If instead of the case being as has been stated, an increase of desire had taken place in France for Irish commodities, without being accompanied by any corresponding increase of inclination to consume French commodities in Ireland, all that has been described as taking place in Ireland would take place in France, and vice versâ. There would be no effect upon the final quantity of production in either country; but the lovers of Irish commodities in France would have the money prices raised upon them, while in Ireland the money prices of French commodities would fall.

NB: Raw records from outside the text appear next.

//! Axum server setup
//!
//! Server skeleton with:
//! - Localhost-only CORS by default
//! - Tracing middleware
//! - Bearer-token guard on everything except health and auth
//! - Trailing-slash tolerant paths
//! - Graceful shutdown on SIGTERM/Ctrl+C

use std::net::SocketAddr;
use std::sync::Arc;

use axum::extract::Request;
use axum::http::HeaderValue;
use axum::middleware::from_extractor_with_state;
use axum::{Router, ServiceExt};
use sqlx::SqlitePool;
use tokio::net::TcpListener;
use tower::Layer;
use tower_http::cors::{Any, CorsLayer};
use tower_http::normalize_path::{NormalizePath, NormalizePathLayer};
use tower_http::trace::TraceLayer;

use super::extractors::AuthUser;
use super::routes;
use crate::auth::TokenKeys;

/// Server configuration
#[derive(Debug, Clone)]
pub struct ServerConfig {
    /// Address to bind to (default: 127.0.0.1:3000)
    pub bind_addr: SocketAddr,

    /// Allow permissive CORS (default: false = localhost only)
    ///
    /// WARNING: Setting this to true allows any origin.
    /// Only use for development or documented use cases.
    pub cors_permissive: bool,
}

impl Default for ServerConfig {
    fn default() -> Self {
        Self {
            bind_addr: SocketAddr::from(([127, 0, 0, 1], 3000)),
            cors_permissive: false,
        }
    }
}

/// Shared application state
#[derive(Clone)]
pub struct AppState {
    pub pool: SqlitePool,
    /// Signs and verifies bearer tokens
    pub tokens: TokenKeys,
}

impl AppState {
    pub fn new(pool: SqlitePool, tokens: TokenKeys) -> Arc<Self> {
        Arc::new(Self { pool, tokens })
    }
}

/// Build the application router with all routes.
pub fn build_router(state: Arc<AppState>, cors_permissive: bool) -> Router {
    let cors = if cors_permissive {
        tracing::warn!("CORS: Permissive mode enabled - all origins allowed");
        CorsLayer::permissive()
    } else {
        // Localhost only
        CorsLayer::new()
            .allow_origin([
                HeaderValue::from_static("http://localhost:3000"),
                HeaderValue::from_static("http://localhost:5173"),
                HeaderValue::from_static("http://127.0.0.1:3000"),
                HeaderValue::from_static("http://127.0.0.1:5173"),
            ])
            .allow_methods(Any)
            .allow_headers(Any)
    };

    let protected = Router::new()
        .merge(routes::resources::router())
        .merge(routes::bookings::router())
        .merge(routes::users::router())
        .merge(routes::analytics::router())
        .route_layer(from_extractor_with_state::<AuthUser, _>(state.clone()));

    Router::new()
        .merge(routes::health::router())
        .merge(routes::auth::router())
        .merge(protected)
        .layer(cors)
        .layer(TraceLayer::new_for_http())
        .with_state(state)
}

/// Router wrapped so `/api/resources/` and `/api/resources` route alike
pub type App = NormalizePath<Router>;

/// Build the servable application: [`build_router`] plus trailing-slash
/// trimming, which must run before routing.
pub fn build_app(state: Arc<AppState>, cors_permissive: bool) -> App {
    NormalizePathLayer::trim_trailing_slash().layer(build_router(state, cors_permissive))
}

/// Run the HTTP server.
///
/// # Example
///
/// ```ignore
/// let pool = create_pool(&database_url).await?;
/// let tokens = TokenKeys::new(secret, DEFAULT_TOKEN_TTL);
/// run_server(pool, tokens, ServerConfig::default()).await?;
/// ```
pub async fn run_server(
    pool: SqlitePool,
    tokens: TokenKeys,
    config: ServerConfig,
) -> Result<(), ServerError> {
    tracing::info!(token_ttl_secs = tokens.ttl().as_secs(), "Token signing configured");
    let state = AppState::new(pool, tokens);

    let app = build_app(state, config.cors_permissive);

    // Bind listener
    let listener = TcpListener::bind(config.bind_addr).await?;
    tracing::info!("Server listening on {}", config.bind_addr);

    // Run with graceful shutdown
    axum::serve(listener, ServiceExt::<Request>::into_make_service(app))
        .with_graceful_shutdown(shutdown_signal())
        .await?;

    tracing::info!("Server shutdown complete");
    Ok(())
}

/// Wait for shutdown signal (Ctrl+C or SIGTERM).
async fn shutdown_signal() {
    let ctrl_c = async {
        if let Err(e) = tokio::signal::ctrl_c().await {
            tracing::error!("failed to install Ctrl+C handler: {}", e);
            std::future::pending::<()>().await;
        }
    };

    #[cfg(unix)]
    let terminate = async {
        match tokio::signal::unix::signal(tokio::signal::unix::SignalKind::terminate()) {
            Ok(mut signal) => {
                signal.recv().await;
            }
            Err(e) => {
                tracing::error!("failed to install SIGTERM handler: {}", e);
                std::future::pending::<()>().await;
            }
        }
    };

    #[cfg(not(unix))]
    let terminate = std::future::pending::<()>();

    tokio::select! {
        _ = ctrl_c => {
            tracing::info!("Received Ctrl+C, starting shutdown");
        }
        _ = terminate => {
            tracing::info!("Received SIGTERM, starting shutdown");
        }
    }
}

/// Server error type
#[derive(Debug, thiserror::Error)]
pub enum ServerError {
    #[error("IO error: {0}")]
    Io(#[from] std::io::Error),
}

The rise of money prices, then, in one country, is a payment which men voluntarily submit to, in consequence of their desire to consume commodities the produce of another country, at a time when there is no co responding inclination in that other country to consume their produce in return; and it goes, as before observed, to pay the expense of tempting the inhabitants of the other country to consume. But the existence of this rise of money prices at all, is dependent on the fact of there being no such corresponding increase of inclination in the other country; for without this, there is no necessity for any fall of money prices in one country, or any rise in the other. Hence if an increase of inclination for consuming the other's commodities should take place in both countries alike, the effects described as arising to the consumers of foreign commodities would be mutually counteracted and removed,

If a number of residents in Ireland should at any time leave off the consumption of French commodities, and betake themselves to the consumption of Irish, a smaller quantity of Irish commodities will thenceforward go over to France in pursuit of French commodities for consumption in Ireland. And the consequence will be, a certain degree of rise in the money prices of Irish commodities in France, and a fall in the money prices of French commodities in Ireland, unless this should be prevented by the occurrence of a corresponding diminution of inclination to consume Irish commodities in France. But, as before, no effect will be produced on the quantity of production demanded on the whole in either of the two nations.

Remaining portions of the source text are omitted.